Work item> Return every line from the one with "fn arb_policy() ->" through the one with "ForwardWindow::Elapsed => prop_assert!(exit", inclusive, exactly as it appears below.

Start of Block

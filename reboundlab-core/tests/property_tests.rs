//! Property tests for detection, resolution and simulation invariants.
//!
//! 1. Exactly one outcome per event, resolved inside the forward window
//! 2. A disabled stop-loss never stops out
//! 3. Session opens are constant within a day
//! 4. Bounded detection never reports events after the cutoff
//! 5. Detection and resolution are deterministic
//! 6. Every buy has a matching sell and trade cash flows sum to the P&L

use chrono::{NaiveDate, NaiveDateTime};
use proptest::prelude::*;
use reboundlab_core::domain::{Interval, Outcome, PriceBar, PriceSeries, RuleParameters};
use reboundlab_core::{
    detect, detect_until, evaluate, resolve_all, simulate, EvaluationSettings, ForwardWindow,
    ReferenceOpenPolicy,
};

// ── Strategies ───────────────────────────────────────────────────────

fn base() -> NaiveDateTime {
    NaiveDate::from_ymd_opt(2023, 1, 2)
        .unwrap()
        .and_hms_opt(9, 30, 0)
        .unwrap()
}

/// Random walk of `(step, wick_down, wick_up, gap)` tuples.
fn arb_series(interval: Interval) -> impl Strategy<Value = PriceSeries> {
    prop::collection::vec(
        (-0.06..0.06_f64, 0.0..0.10_f64, 0.0..0.08_f64, 1..3i64),
        1..120,
    )
    .prop_map(move |steps| {
        let mut price = 50.0;
        let mut t = base();
        let mut bars = Vec::with_capacity(steps.len());
        for (step, down, up, gap) in steps {
            let open = price;
            let close = (open * (1.0 + step)).max(1.0);
            let high = open.max(close) * (1.0 + up);
            let low = open.min(close) * (1.0 - down);
            bars.push(PriceBar {
                timestamp: t,
                open,
                high,
                low,
                close,
                volume: 1_000,
            });
            price = close;
            t += interval.unit() * gap as i32;
        }
        PriceSeries::new("PROP", interval, bars)
    })
}

fn arb_params() -> impl Strategy<Value = RuleParameters> {
    (
        0.01..0.10_f64,
        0.005..0.10_f64,
        prop::option::of(0.01..0.10_f64),
        1..15usize,
    )
        .prop_map(|(drop, gain, stop, horizon)| RuleParameters {
            drop_threshold: drop,
            gain_threshold: gain,
            stop_loss_threshold: stop,
            horizon,
        })
}

fn arb_window() -> impl Strategy<Value = ForwardWindow> {
    prop_oneof![Just(ForwardWindow::PresentBars), Just(ForwardWindow::Elapsed)]
}

fn arb_policy() -> impl Strategy<Value = ReferenceOpenPolicy> {
    prop_oneof![
        Just(ReferenceOpenPolicy::BarOpen),
        Just(ReferenceOpenPolicy::SessionOpen)
    ]
}

// ── 1. One outcome per event, inside the window ──────────────────────

proptest! {
    #[test]
    fn one_outcome_per_event_within_horizon(
        series in arb_series(Interval::Day),
        params in arb_params(),
        window in arb_window(),
    ) {
        let events = detect(&series, ReferenceOpenPolicy::BarOpen, params.drop_threshold);
        let resolved = resolve_all(&series, events.clone(), &params, window);
        prop_assert_eq!(resolved.len(), events.len());

        let span = series.interval.unit() * params.horizon as i32;
        for r in &resolved {
            let exit = r.outcome.exit_time();
            prop_assert!(exit >= r.event.detected_at);
            match window {
                ForwardWindow::Elapsed => prop_assert!(exit <= r.event.detected_at + span),
                ForwardWindow::PresentBars => {
                    let exit_index = series
                        .bars()
                        .iter()
                        .position(|b| b.timestamp == exit)
                        .unwrap();
                    prop_assert!(exit_index <= r.event.bar_index + params.horizon);
                }
            }
            if let Outcome::Unresolved { bars_observed, .. } = r.outcome {
                prop_assert!(bars_observed <= params.horizon);
            }
        }
    }
}

// ── 2. Disabled stop-loss ────────────────────────────────────────────

proptest! {
    #[test]
    fn no_stop_loss_never_stops_out(
        series in arb_series(Interval::Day),
        params in arb_params(),
        window in arb_window(),
    ) {
        let params = RuleParameters { stop_loss_threshold: None, ..params };
        let settings = EvaluationSettings { window, ..EvaluationSettings::default() };
        for r in evaluate(&series, &params, &settings) {
            let stopped = matches!(r.outcome, Outcome::StoppedOut { .. });
            prop_assert!(!stopped);
        }
    }
}

// ── 3. Session opens ─────────────────────────────────────────────────

proptest! {
    #[test]
    fn session_opens_constant_per_day(series in arb_series(Interval::Minute)) {
        let opens = series.session_opens();
        prop_assert_eq!(opens.len(), series.len());
        let bars = series.bars();
        for i in 0..bars.len() {
            let first = bars.iter().position(|b| b.date() == bars[i].date()).unwrap();
            prop_assert_eq!(opens[i], bars[first].open);
        }
    }
}

// ── 4. Bounded detection ─────────────────────────────────────────────

proptest! {
    #[test]
    fn detect_until_respects_cutoff(
        series in arb_series(Interval::Day),
        cutoff in 0..200i64,
        threshold in 0.01..0.10_f64,
        policy in arb_policy(),
    ) {
        let end = base().date() + chrono::Duration::days(cutoff);
        let bounded = detect_until(&series, policy, threshold, end);
        let full = detect(&series, policy, threshold);
        for e in &bounded {
            prop_assert!(e.detected_at.date() <= end);
        }
        let expected: Vec<_> = full.into_iter().filter(|e| e.detected_at.date() <= end).collect();
        prop_assert_eq!(bounded, expected);
    }
}

// ── 5. Determinism ───────────────────────────────────────────────────

proptest! {
    #[test]
    fn evaluation_is_deterministic(
        series in arb_series(Interval::Minute),
        params in arb_params(),
        policy in arb_policy(),
        window in arb_window(),
    ) {
        let settings = EvaluationSettings { reference: policy, window, detect_until: None };
        prop_assert_eq!(
            evaluate(&series, &params, &settings),
            evaluate(&series, &params, &settings)
        );
    }
}

// ── 6. Ledger ────────────────────────────────────────────────────────

proptest! {
    #[test]
    fn ledger_balances(
        series in arb_series(Interval::Day),
        params in arb_params(),
        cash in 100.0..100_000.0_f64,
    ) {
        let sim = simulate(&series, &params, &EvaluationSettings::default(), cash);
        prop_assert_eq!(sim.trades.len(), 2 * sim.resolved.len());
        for pair in sim.trades.chunks(2) {
            prop_assert!(pair[0].action.is_buy());
            prop_assert!(!pair[1].action.is_buy());
            prop_assert_eq!(pair[0].shares, pair[1].shares);
        }
        let net: f64 = sim.trades.iter().map(|t| t.cash_flow()).sum();
        prop_assert!((net - sim.profit_loss()).abs() < 1e-6 * cash.max(1.0));
        prop_assert_eq!(sim.final_state.shares_held, 0);
    }
}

End of Block

Task answer>
fn arb_policy() -> impl Strategy<Value = ReferenceOpenPolicy> {
    prop_oneof![
        Just(ReferenceOpenPolicy::BarOpen),
        Just(ReferenceOpenPolicy::SessionOpen)
    ]
}

// ── 1. One outcome per event, inside the window ──────────────────────

proptest! {
    #[test]
    fn one_outcome_per_event_within_horizon(
        series in arb_series(Interval::Day),
        params in arb_params(),
        window in arb_window(),
    ) {
        let events = detect(&series, ReferenceOpenPolicy::BarOpen, params.drop_threshold);
        let resolved = resolve_all(&series, events.clone(), &params, window);
        prop_assert_eq!(resolved.len(), events.len());

        let span = series.interval.unit() * params.horizon as i32;
        for r in &resolved {
            let exit = r.outcome.exit_time();
            prop_assert!(exit >= r.event.detected_at);
            match window {
                ForwardWindow::Elapsed => prop_assert!(exit <= r.event.detected_at + span),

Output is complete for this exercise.